Data excerpts:
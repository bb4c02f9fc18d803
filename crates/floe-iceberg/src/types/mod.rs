//! REST request and response types.

mod config;
mod namespace;
mod sidecar;
mod table;
mod transaction;

pub use config::*;
pub use namespace::*;
pub use sidecar::*;
pub use table::*;
pub use transaction::*;

pub use floe_catalog::{NamespaceIdent, TableIdent};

What to work on: Retype the material word for word. Add nothing to it.

Task result:
repository bb4c02f9fc18d803
filename crates/floe-iceberg/src/types/mod.rs
//! REST request and response types.

mod config;
mod namespace;
mod sidecar;
mod table;
mod transaction;

pub use config::*;
pub use namespace::*;
pub use sidecar::*;
pub use table::*;
pub use transaction::*;

pub use floe_catalog::{NamespaceIdent, TableIdent};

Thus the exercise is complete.